Trump is now draining the sewer instead of the swamp, whatever that means

Trump’s original “Drain The Swamp” slogan came toward the tail end of his campaign, one final three-word summation of his promise to sweepingly remake the federal government in his own nationalist, racist vision. Since then, as we all know, he has spent most of his time golfing, talking about Hillary Clinton, fending off accusations of Russian collusion, not passing a single piece of major legislation despite a Republican-owned Congress, and sitting in trucks. He has also quietly installed dozens of lobbyists into federal positions, making the swamp of corruption in Washington that much more swampy. Campaign promises are hard!
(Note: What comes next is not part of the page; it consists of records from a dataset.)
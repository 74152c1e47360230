//! In-process cache used in place of Redis by the test suites.
//!
//! Expired entries are dropped lazily when touched.

use std::collections::{HashMap, VecDeque};
use std::sync::atomic::{AtomicBool, Ordering};
use std::time::Duration;

use async_trait::async_trait;
use tokio::sync::RwLock;

use super::{CacheBackend, CacheEntry, EntryValue};
use crate::error::{AppError, Result};

/// HashMap-backed cache with Redis-like typed values.
///
/// [`MemoryCache::set_available`] simulates an outage: while unavailable every
/// call fails with [`AppError::Cache`].
#[derive(Debug)]
pub struct MemoryCache {
    entries: RwLock<HashMap<String, CacheEntry>>,
    available: AtomicBool,
}

impl MemoryCache {
    pub fn new() -> Self {
        Self {
            entries: RwLock::new(HashMap::new()),
            available: AtomicBool::new(true),
        }
    }

    pub fn set_available(&self, available: bool) {
        self.available.store(available, Ordering::SeqCst);
    }

    /// Number of live entries.
    pub async fn len(&self) -> usize {
        self.entries
            .read()
            .await
            .values()
            .filter(|entry| !entry.is_expired())
            .count()
    }

    pub async fn is_empty(&self) -> bool {
        self.len().await == 0
    }

    /// Remaining TTL of `key`; None when absent or without expiry.
    pub async fn ttl(&self, key: &str) -> Option<Duration> {
        self.entries
            .read()
            .await
            .get(key)
            .filter(|entry| !entry.is_expired())
            .and_then(CacheEntry::ttl_remaining)
    }

    fn check_available(&self) -> Result<()> {
        if self.available.load(Ordering::SeqCst) {
            Ok(())
        } else {
            Err(AppError::Cache("connection refused".to_string()))
        }
    }
}

impl Default for MemoryCache {
    fn default() -> Self {
        Self::new()
    }
}

fn purge_expired(entries: &mut HashMap<String, CacheEntry>, key: &str) {
    if entries.get(key).is_some_and(CacheEntry::is_expired) {
        entries.remove(key);
    }
}

fn wrong_type(key: &str, entry: &CacheEntry, wanted: &str) -> AppError {
    AppError::Cache(format!(
        "WRONGTYPE key '{}' holds a {}, not a {}",
        key,
        entry.kind(),
        wanted
    ))
}

#[async_trait]
impl CacheBackend for MemoryCache {
    async fn ping(&self) -> Result<()> {
        self.check_available()
    }

    async fn get(&self, key: &str) -> Result<Option<String>> {
        self.check_available()?;
        let mut entries = self.entries.write().await;
        purge_expired(&mut entries, key);
        match entries.get(key) {
            None => Ok(None),
            Some(CacheEntry {
                value: EntryValue::Str(value),
                ..
            }) => Ok(Some(value.clone())),
            Some(entry) => Err(wrong_type(key, entry, "string")),
        }
    }

    async fn set(&self, key: &str, value: &str, ttl: Duration) -> Result<()> {
        self.check_available()?;
        let entry = CacheEntry::new(EntryValue::Str(value.to_string()), Some(ttl));
        self.entries.write().await.insert(key.to_string(), entry);
        Ok(())
    }

    async fn delete(&self, key: &str) -> Result<bool> {
        self.check_available()?;
        let mut entries = self.entries.write().await;
        purge_expired(&mut entries, key);
        Ok(entries.remove(key).is_some())
    }

    async fn hset(&self, key: &str, field: &str, value: &str) -> Result<()> {
        self.check_available()?;
        let mut entries = self.entries.write().await;
        purge_expired(&mut entries, key);
        let entry = entries
            .entry(key.to_string())
            .or_insert_with(|| CacheEntry::new(EntryValue::Hash(HashMap::new()), None));
        match &mut entry.value {
            EntryValue::Hash(hash) => {
                hash.insert(field.to_string(), value.to_string());
                Ok(())
            }
            _ => Err(wrong_type(key, entry, "hash")),
        }
    }

    async fn hget(&self, key: &str, field: &str) -> Result<Option<String>> {
        self.check_available()?;
        let mut entries = self.entries.write().await;
        purge_expired(&mut entries, key);
        match entries.get(key) {
            None => Ok(None),
            Some(CacheEntry {
                value: EntryValue::Hash(hash),
                ..
            }) => Ok(hash.get(field).cloned()),
            Some(entry) => Err(wrong_type(key, entry, "hash")),
        }
    }

    async fn lpush(&self, key: &str, values: &[String]) -> Result<usize> {
        self.check_available()?;
        let mut entries = self.entries.write().await;
        purge_expired(&mut entries, key);
        let entry = entries
            .entry(key.to_string())
            .or_insert_with(|| CacheEntry::new(EntryValue::List(VecDeque::new()), None));
        match &mut entry.value {
            EntryValue::List(list) => {
                for value in values {
                    list.push_front(value.clone());
                }
                Ok(list.len())
            }
            _ => Err(wrong_type(key, entry, "list")),
        }
    }

    async fn llen(&self, key: &str) -> Result<usize> {
        self.check_available()?;
        let mut entries = self.entries.write().await;
        purge_expired(&mut entries, key);
        match entries.get(key) {
            None => Ok(0),
            Some(CacheEntry {
                value: EntryValue::List(list),
                ..
            }) => Ok(list.len()),
            Some(entry) => Err(wrong_type(key, entry, "list")),
        }
    }
}

#[cfg(test)]
mod tests {
    use super::*;

    #[tokio::test]
    async fn test_set_and_get() {
        let cache = MemoryCache::new();
        cache.set("key1", "value1", Duration::from_secs(60)).await.unwrap();

        assert_eq!(cache.get("key1").await.unwrap(), Some("value1".to_string()));
        assert_eq!(cache.get("missing").await.unwrap(), None);
        assert_eq!(cache.len().await, 1);
    }

    #[tokio::test]
    async fn test_set_overwrites_and_resets_ttl() {
        let cache = MemoryCache::new();
        cache.set("k", "old", Duration::from_secs(5)).await.unwrap();
        cache.set("k", "new", Duration::from_secs(300)).await.unwrap();

        assert_eq!(cache.get("k").await.unwrap(), Some("new".to_string()));
        assert!(cache.ttl("k").await.unwrap() > Duration::from_secs(5));
    }

    #[tokio::test]
    async fn test_expired_entry_is_absent() {
        let cache = MemoryCache::new();
        cache.set("short", "v", Duration::from_millis(30)).await.unwrap();

        tokio::time::sleep(Duration::from_millis(60)).await;

        assert_eq!(cache.get("short").await.unwrap(), None);
        assert!(!cache.delete("short").await.unwrap());
        assert!(cache.is_empty().await);
    }

    #[tokio::test]
    async fn test_delete() {
        let cache = MemoryCache::new();
        cache.set("k", "v", Duration::from_secs(60)).await.unwrap();

        assert!(cache.delete("k").await.unwrap());
        assert!(!cache.delete("k").await.unwrap());
        assert_eq!(cache.get("k").await.unwrap(), None);
    }

    #[tokio::test]
    async fn test_hash_operations() {
        let cache = MemoryCache::new();
        cache.hset("test_hash", "field1", "value1").await.unwrap();
        cache.hset("test_hash", "field2", "value2").await.unwrap();

        assert_eq!(
            cache.hget("test_hash", "field1").await.unwrap(),
            Some("value1".to_string())
        );
        assert_eq!(cache.hget("test_hash", "field3").await.unwrap(), None);
        assert_eq!(cache.hget("no_hash", "field1").await.unwrap(), None);
    }

    #[tokio::test]
    async fn test_list_operations() {
        let cache = MemoryCache::new();
        let items: Vec<String> = vec!["item1".into(), "item2".into(), "item3".into()];

        assert_eq!(cache.lpush("test_list", &items).await.unwrap(), 3);
        assert_eq!(cache.llen("test_list").await.unwrap(), 3);
        assert_eq!(cache.llen("empty_list").await.unwrap(), 0);
    }

    #[tokio::test]
    async fn test_wrong_type_is_error() {
        let cache = MemoryCache::new();
        cache.set("plain", "v", Duration::from_secs(60)).await.unwrap();

        assert!(matches!(
            cache.hset("plain", "f", "v").await,
            Err(AppError::Cache(_))
        ));
        assert!(cache.llen("plain").await.is_err());

        cache.hset("h", "f", "v").await.unwrap();
        assert!(cache.get("h").await.is_err());
    }

    #[tokio::test]
    async fn test_unavailable_cache_fails() {
        let cache = MemoryCache::new();
        cache.set("k", "v", Duration::from_secs(60)).await.unwrap();
        cache.set_available(false);

        assert!(cache.ping().await.is_err());
        assert!(cache.get("k").await.is_err());
        assert!(cache.delete("k").await.is_err());

        cache.set_available(true);
        assert_eq!(cache.get("k").await.unwrap(), Some("v".to_string()));
    }
}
This morning, Trump took to Twitter to update that slogan to reflect this new reality.

This is confusing for a number of reasons, all of which, as you likely expect, were pointed out immediately by people within the hyper-competitive rhetorical ecosystem of Twitter itself. Some focused on the president’s seeming confusion about how to go about changing his own slogan:

But many more explored the richness of his metaphorical heirarchy of problematic wastelands, in which swamps are somehow better than sewers and in which there is something still below sewers that they could be drained into:

What would this sub-sewer sewer be? Like his invisible border wall or replacement for Obamacare, this is something that we’ll figure out down the road, apparently. Assuming a representative democracy and capitalist economy necessarily continue to create financial conflicts of interests and bureaucratic slow-down, Trump will soon be forced to update his slogan to be “drain the sub-sewer sewer in which the sewer was drained.” This could continue forever, a surreal cycle of rhetorical draining that ends, inevitably, in Jared Kushner being appointed to global head of sub-sewer drainage efforts. He’ll do great at it.

As the (failing) New York Times has pointed out, Trump is a lot better at branding political opponents than he is at policies. This is part of why he’s stayed largely hands-off in the health care debate, choosing instead to rail against Hillary Clinton (still) and the mainstream media. Thus, while he has failed completely to “drain the swamp,” that phrase alone had seemed like one of his primary political accomplishments. Now he has even fucked that up, because he is bad at everything.

But hey, at least he’s not trying to act like “Better Skills, Better Jobs, Better Wages” is a valid slogan for anything. Who would be crazy enough to try to make that stick?